Tide / ebb (height factor)
Additional height caused by tidal ebb current steepening. Waves propagating against an opposing current become shorter and taller — the model applies a steepening factor of (Cg/(Cg–Vc))^1.2, where Cg is the shallow-water group velocity and Vc is the ebb current speed.

Bar shoaling (height factor)
Amplification of wave height as waves transition from deeper offshore water onto the shallow Merrimack bar (~1.5 m above MLLW at its shallowest). As depth decreases, wave energy concentrates, increasing height. The shoaling coefficient Ks = (d0/d)0.25 is applied to the base wave height.

Swell (height factor)
Offshore Atlantic swell energy that penetrates through the inlet. Transmission coefficient Kt ≈ 0.38 for onshore swell (most energy is reflected or dissipated by the narrow inlet geometry), 0.12 for other directions.

River flow (height factor)
Additional steepening caused by the freshwater outflow current. Treated analogously to tidal ebb for wave–current interaction, capped at a maximum velocity of 1.8 m/s to prevent unrealistic amplification.

Standing (height factor)
Extra height produced by the easterly-ebb standing wave resonance — only non-zero when easterly winds coincide with ebb. Added linearly (not by energy) because it represents a coherent resonant effect. Capped at the depth-limited breaking height (0.78 × bar depth).

Wave Anatomy Diagram — Period Bar
The double-headed amber arrow (λ) between the two wave crests represents one wavelength — the crest-to-crest distance. The coloured bar beneath shows how the dominant period is split among contributing factors. Positive contributors (Wind, Swell, Tide/bar) fill left to right; the hatched red Ebb Doppler overlay at the right end shows how much the ebb current has shortened the period.

λ (wavelength)
The horizontal distance between two successive wave crests. In shallow water: λ = T × √(g × d), where T is wave period, g is gravitational acceleration (9.81 m/s²), and d is water depth at the bar. Longer wavelength at the same height means lower steepness and less danger.

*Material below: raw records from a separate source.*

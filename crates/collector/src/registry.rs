//! Thread-safe count of currently-open ingest connections.

use std::sync::atomic::{AtomicUsize, Ordering};
use std::sync::Arc;

#[derive(Debug, Default)]
pub struct ClientRegistry {
    count: AtomicUsize,
}

impl ClientRegistry {
    pub fn new() -> Self {
        Self::default()
    }

    pub fn increment(&self) {
        self.count.fetch_add(1, Ordering::SeqCst);
    }

    /// Saturating decrement: a stray double-close can never drive the
    /// count negative.
    pub fn decrement(&self) {
        let _ = self
            .count
            .fetch_update(Ordering::SeqCst, Ordering::SeqCst, |c| c.checked_sub(1));
    }

    pub fn count(&self) -> usize {
        self.count.load(Ordering::SeqCst)
    }
}

/// RAII registration of one ingest connection. The decrement happens
/// exactly once, on drop, regardless of how the connection ends.
pub struct ConnectionGuard {
    registry: Arc<ClientRegistry>,
}

impl ConnectionGuard {
    pub fn register(registry: Arc<ClientRegistry>) -> Self {
        registry.increment();
        Self { registry }
    }
}

impl Drop for ConnectionGuard {
    fn drop(&mut self) {
        self.registry.decrement();
    }
}
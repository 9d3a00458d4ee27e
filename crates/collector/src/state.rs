use std::sync::Arc;

use crate::buffer::LogBuffer;
use crate::config::CollectorConfig;
use crate::persist::PersistHandle;
use crate::registry::ClientRegistry;

/// Everything shared across connection handlers: the one log buffer, the
/// one client registry, the persistence queue handle (when enabled), and
/// the immutable configuration. Constructed once at boot and passed to
/// every handler; there is no ambient global state.
pub struct CollectorState {
    pub buffer: LogBuffer,
    pub clients: Arc<ClientRegistry>,
    pub persist: Option<PersistHandle>,
    pub config: CollectorConfig,
}

impl CollectorState {
    pub fn new(config: CollectorConfig, persist: Option<PersistHandle>) -> Self {
        Self {
            buffer: LogBuffer::new(config.buffer_capacity),
            clients: Arc::new(ClientRegistry::new()),
            persist,
            config,
        }
    }
}

pub type SharedState = Arc<CollectorState>;
//! Runtime module — server lifecycle: boot, serve, shutdown.

pub mod boot;
pub mod serve;
pub mod stop;
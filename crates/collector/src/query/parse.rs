//! Request-line grammar:
//!
//! ```text
//! QUERY [keywords=k1,k2,...] [operator=AND|OR] [regex=<pattern>]
//!       [time_from=<epoch>] [time_to=<epoch>]
//! STATS
//! COUNT
//! HELP
//! ```
//!
//! The verb is case-sensitive. `QUERY` parameters are `key=value` tokens;
//! keys are matched case-insensitively and unknown keys are ignored. The
//! `regex` value is split at the first `=` only, so the pattern itself may
//! contain `=`.

use thiserror::Error;

#[derive(Debug, Error, PartialEq, Eq)]
pub enum QueryParseError {
    #[error("Unknown command. Use HELP for usage.")]
    UnknownCommand,

    #[error("Invalid operator: {0} (expected AND or OR)")]
    InvalidOperator(String),

    #[error("Invalid {key} value: {value} (expected Unix seconds)")]
    InvalidTimestamp { key: &'static str, value: String },

    #[error("Empty request")]
    Empty,
}

/// How multiple keywords combine. Categories (keywords, regex, time range)
/// always combine with AND; this operator applies within the keyword set.
#[derive(Debug, Clone, Copy, Default, PartialEq, Eq)]
pub enum KeywordOp {
    #[default]
    And,
    Or,
}

#[derive(Debug, Default, PartialEq, Eq)]
pub struct SearchQuery {
    pub keywords: Vec<String>,
    pub operator: KeywordOp,
    pub regex: Option<String>,
    pub time_from: Option<i64>,
    pub time_to: Option<i64>,
}

impl SearchQuery {
    /// A query with no filter category matches nothing; there is no
    /// "match everything" default.
    pub fn has_filters(&self) -> bool {
        !self.keywords.is_empty()
            || self.regex.is_some()
            || self.time_from.is_some()
            || self.time_to.is_some()
    }
}

#[derive(Debug, PartialEq, Eq)]
pub enum QueryCommand {
    Search(SearchQuery),
    Stats,
    Count,
    Help,
}

pub fn parse_command(line: &str) -> Result<QueryCommand, QueryParseError> {
    let line = line.trim();
    if line.is_empty() {
        return Err(QueryParseError::Empty);
    }

    let (verb, rest) = match line.split_once(char::is_whitespace) {
        Some((verb, rest)) => (verb, rest.trim()),
        None => (line, ""),
    };

    match verb {
        "QUERY" => Ok(QueryCommand::Search(parse_search_params(rest)?)),
        // The operational verbs take no arguments.
        "STATS" if rest.is_empty() => Ok(QueryCommand::Stats),
        "COUNT" if rest.is_empty() => Ok(QueryCommand::Count),
        "HELP" if rest.is_empty() => Ok(QueryCommand::Help),
        _ => Err(QueryParseError::UnknownCommand),
    }
}

fn parse_search_params(params: &str) -> Result<SearchQuery, QueryParseError> {
    let mut query = SearchQuery::default();

    for token in params.split_whitespace() {
        let Some((key, value)) = token.split_once('=') else {
            continue; // bare token, not a parameter
        };

        if key.eq_ignore_ascii_case("keywords") || key.eq_ignore_ascii_case("keyword") {
            query.keywords = value
                .split(',')
                .filter(|k| !k.is_empty())
                .map(str::to_string)
                .collect();
        } else if key.eq_ignore_ascii_case("operator") {
            query.operator = if value.eq_ignore_ascii_case("AND") {
                KeywordOp::And
            } else if value.eq_ignore_ascii_case("OR") {
                KeywordOp::Or
            } else {
                return Err(QueryParseError::InvalidOperator(value.to_string()));
            };
        } else if key.eq_ignore_ascii_case("regex") {
            // split_once above already stopped at the first '=', so the
            // remainder of the token is the whole pattern.
            query.regex = Some(value.to_string());
        } else if key.eq_ignore_ascii_case("time_from") {
            query.time_from = Some(parse_timestamp("time_from", value)?);
        } else if key.eq_ignore_ascii_case("time_to") {
            query.time_to = Some(parse_timestamp("time_to", value)?);
        }
        // Unknown keys are ignored.
    }

    Ok(query)
}

fn parse_timestamp(key: &'static str, value: &str) -> Result<i64, QueryParseError> {
    value
        .parse()
        .map_err(|_| QueryParseError::InvalidTimestamp {
            key,
            value: value.to_string(),
        })
}
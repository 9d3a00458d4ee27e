//! Graceful shutdown signal handling.

use tracing::warn;

/// Resolves when the process receives Ctrl+C or SIGTERM.
pub async fn shutdown_signal() {
    let ctrl_c = async {
        tokio::signal::ctrl_c()
            .await
            .expect("Failed to install Ctrl+C handler");
    };

    #[cfg(unix)]
    let terminate = async {
        tokio::signal::unix::signal(tokio::signal::unix::SignalKind::terminate())
            .expect("Failed to install SIGTERM handler")
            .recv()
            .await;
    };

    #[cfg(not(unix))]
    let terminate = std::future::pending::<()>();

    tokio::select! {
        _ = ctrl_c => {
            warn!("Received Ctrl+C, initiating graceful shutdown...");
        },
        _ = terminate => {
            warn!("Received SIGTERM, initiating graceful shutdown...");
        },
    }
}
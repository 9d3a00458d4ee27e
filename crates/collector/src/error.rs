use thiserror::Error;

/// Startup-level failures. Everything past startup is recovered locally:
/// connection errors terminate only their connection, persistence write
/// failures never reach the ingest path, and malformed queries become an
/// `ERROR:` response line.
#[derive(Debug, Error)]
pub enum CollectorError {
    #[error("Configuration error: {0}")]
    Config(String),

    #[error("Failed to bind {listener} listener on port {port}: {source}")]
    Bind {
        listener: &'static str,
        port: u16,
        source: std::io::Error,
    },

    #[error("Failed to initialize persistence: {0}")]
    Persistence(#[from] std::io::Error),
}

pub type CollectorResult<T> = Result<T, CollectorError>;
//! Query protocol — command parsing, predicate evaluation, and the
//! one-shot request/response connection handler.

pub mod parse;
pub mod predicate;
pub mod route;
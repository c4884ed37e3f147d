//! In-memory mock database.
//!
//! Serves the same queries as the postgres store from seeded tables, so the
//! site and the ROM library can run locally with no database. Selected with
//! `USE_MOCK_DB=true`.

use async_trait::async_trait;
use chrono::Utc;
use std::collections::BTreeMap;
use tokio::sync::RwLock;

use crate::models::blog::sort_newest_first;
use crate::models::{
    BlogPost, BlogSummary, ContentEntry, GallerySummary, Paper, Photo, Project, RomFilter,
    RomGame, RomUpdate,
};
use crate::store::seed::Seed;
use crate::store::{ContentStore, RomStore, StoreResult};

#[derive(Default)]
struct Tables {
    content: Vec<ContentEntry>,
    projects: Vec<Project>,
    papers: Vec<Paper>,
    blog_posts: Vec<BlogPost>,
    photos: Vec<Photo>,
    rom_games: Vec<RomGame>,
    next_rom_id: i32,
}

impl From<Seed> for Tables {
    fn from(seed: Seed) -> Self {
        let next_rom_id = seed.rom_games.iter().map(|g| g.id).max().unwrap_or(0) + 1;
        Self {
            content: seed.content,
            projects: seed.projects,
            papers: seed.papers,
            blog_posts: seed.blog_posts,
            photos: seed.photos,
            rom_games: seed.rom_games,
            next_rom_id,
        }
    }
}

/// Store holding every table in process memory.
pub struct MemoryStore {
    tables: RwLock<Tables>,
}

impl MemoryStore {
    /// Empty tables.
    pub fn new() -> Self {
        Self::from_seed(Seed::default())
    }

    /// Tables filled with the embedded demo rows.
    pub fn seeded() -> StoreResult<Self> {
        Ok(Self::from_seed(Seed::load()?))
    }

    pub fn from_seed(seed: Seed) -> Self {
        Self {
            tables: RwLock::new(Tables::from(seed)),
        }
    }
}

impl Default for MemoryStore {
    fn default() -> Self {
        Self::new()
    }
}

#[async_trait]
impl ContentStore for MemoryStore {
    async fn content_entry(&self, language: &str, key: &str) -> StoreResult<Option<ContentEntry>> {
        let tables = self.tables.read().await;
        Ok(tables
            .content
            .iter()
            .find(|c| c.language == language && c.key == key)
            .cloned())
    }

    async fn content_entries(&self, language: &str) -> StoreResult<Vec<ContentEntry>> {
        let tables = self.tables.read().await;
        Ok(tables
            .content
            .iter()
            .filter(|c| c.language == language)
            .cloned()
            .collect())
    }

    async fn projects(&self, language: &str) -> StoreResult<Vec<Project>> {
        let tables = self.tables.read().await;
        let mut projects: Vec<Project> = tables
            .projects
            .iter()
            .filter(|p| p.language == language)
            .cloned()
            .collect();
        projects.sort_by_key(|p| p.display_order);
        Ok(projects)
    }

    async fn project(&self, id: i32, language: &str) -> StoreResult<Option<Project>> {
        let tables = self.tables.read().await;
        Ok(tables
            .projects
            .iter()
            .find(|p| p.id == id && p.language == language)
            .cloned())
    }

    async fn papers(&self, language: &str) -> StoreResult<Vec<Paper>> {
        let tables = self.tables.read().await;
        let mut papers: Vec<Paper> = tables
            .papers
            .iter()
            .filter(|p| p.language == language)
            .cloned()
            .collect();
        papers.sort_by(|a, b| b.year.cmp(&a.year));
        Ok(papers)
    }

    async fn paper(&self, id: i32, language: &str) -> StoreResult<Option<Paper>> {
        let tables = self.tables.read().await;
        Ok(tables
            .papers
            .iter()
            .find(|p| p.id == id && p.language == language)
            .cloned())
    }

    async fn blog_posts(&self, language: &str) -> StoreResult<Vec<BlogSummary>> {
        let tables = self.tables.read().await;
        let mut posts: Vec<BlogSummary> = tables
            .blog_posts
            .iter()
            .filter(|p| p.language == language)
            .map(BlogSummary::from)
            .collect();
        sort_newest_first(&mut posts);
        Ok(posts)
    }

    async fn blog_post(&self, page_name: &str, language: &str) -> StoreResult<Option<BlogPost>> {
        let tables = self.tables.read().await;
        Ok(tables
            .blog_posts
            .iter()
            .find(|p| p.page_name == page_name && p.language == language)
            .cloned())
    }

    async fn galleries(&self, language: &str) -> StoreResult<Vec<GallerySummary>> {
        let tables = self.tables.read().await;
        let mut photos: Vec<&Photo> = tables
            .photos
            .iter()
            .filter(|p| p.language == language)
            .collect();
        photos.sort_by_key(|p| p.display_order);

        // first photo of each gallery carries its metadata
        let mut galleries: BTreeMap<&str, GallerySummary> = BTreeMap::new();
        for photo in photos {
            galleries
                .entry(photo.gallery_name.as_str())
                .or_insert_with(|| GallerySummary::from(photo));
        }
        Ok(galleries.into_values().collect())
    }

    async fn gallery_photos(&self, gallery_name: &str, language: &str) -> StoreResult<Vec<Photo>> {
        let tables = self.tables.read().await;
        let mut photos: Vec<Photo> = tables
            .photos
            .iter()
            .filter(|p| p.gallery_name == gallery_name && p.language == language)
            .cloned()
            .collect();
        photos.sort_by_key(|p| p.display_order);
        Ok(photos)
    }

    async fn photo(&self, id: i32) -> StoreResult<Option<Photo>> {
        let tables = self.tables.read().await;
        Ok(tables.photos.iter().find(|p| p.id == id).cloned())
    }
}

#[async_trait]
impl RomStore for MemoryStore {
    async fn list_games(&self, filter: &RomFilter) -> StoreResult<Vec<RomGame>> {
        let tables = self.tables.read().await;
        let mut games: Vec<RomGame> = tables
            .rom_games
            .iter()
            .filter(|g| g.available && g.matches(filter))
            .cloned()
            .collect();
        games.sort_by(|a, b| {
            a.console
                .cmp(&b.console)
                .then(a.display_order.cmp(&b.display_order))
                .then_with(|| a.title.cmp(&b.title))
        });
        Ok(games)
    }

    async fn consoles(&self) -> StoreResult<Vec<String>> {
        let tables = self.tables.read().await;
        let mut consoles: Vec<String> = tables
            .rom_games
            .iter()
            .filter(|g| g.available)
            .map(|g| g.console.clone())
            .collect();
        consoles.sort();
        consoles.dedup();
        Ok(consoles)
    }

    async fn game(&self, id: i32) -> StoreResult<Option<RomGame>> {
        let tables = self.tables.read().await;
        Ok(tables.rom_games.iter().find(|g| g.id == id).cloned())
    }

    async fn update_game(&self, id: i32, update: &RomUpdate) -> StoreResult<Option<RomGame>> {
        let mut tables = self.tables.write().await;
        Ok(tables
            .rom_games
            .iter_mut()
            .find(|g| g.id == id)
            .map(|game| {
                game.apply(update);
                game.clone()
            }))
    }

    async fn upsert_discovered(
        &self,
        console: &str,
        filename: &str,
        title: &str,
    ) -> StoreResult<bool> {
        let mut tables = self.tables.write().await;

        if let Some(game) = tables
            .rom_games
            .iter_mut()
            .find(|g| g.console == console && g.filename == filename)
        {
            game.available = true;
            game.updated_at = Some(Utc::now());
            return Ok(false);
        }

        let id = tables.next_rom_id;
        tables.next_rom_id += 1;
        tables
            .rom_games
            .push(RomGame::discovered(id, filename, console, title));
        Ok(true)
    }

    async fn mark_missing(&self, console: &str, present: &[String]) -> StoreResult<u64> {
        let mut tables = self.tables.write().await;
        let now = Utc::now();
        let mut changed = 0;

        for game in tables
            .rom_games
            .iter_mut()
            .filter(|g| g.console == console && g.available)
        {
            if !present.contains(&game.filename) {
                game.available = false;
                game.updated_at = Some(now);
                changed += 1;
            }
        }
        Ok(changed)
    }
}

Wind (SMB) (period factor)
The contribution of locally-generated wind waves to the dominant period, estimated from the SMB formula: Twind = 0.54 × (U/g) × (gF/U²)0.28. Wind-generated waves at the Merrimack mouth typically have periods of 3–7 seconds. The energy-weighted share of wind versus swell determines how much of the dominant period is attributed to each.

Swell (period factor)
The contribution of offshore Atlantic swell to the dominant period. Offshore swell typically arrives at 8–14 s, shortened somewhat by the Doppler effect when the ebb current is active. When swell energy is dominant, this segment spans most of the period bar.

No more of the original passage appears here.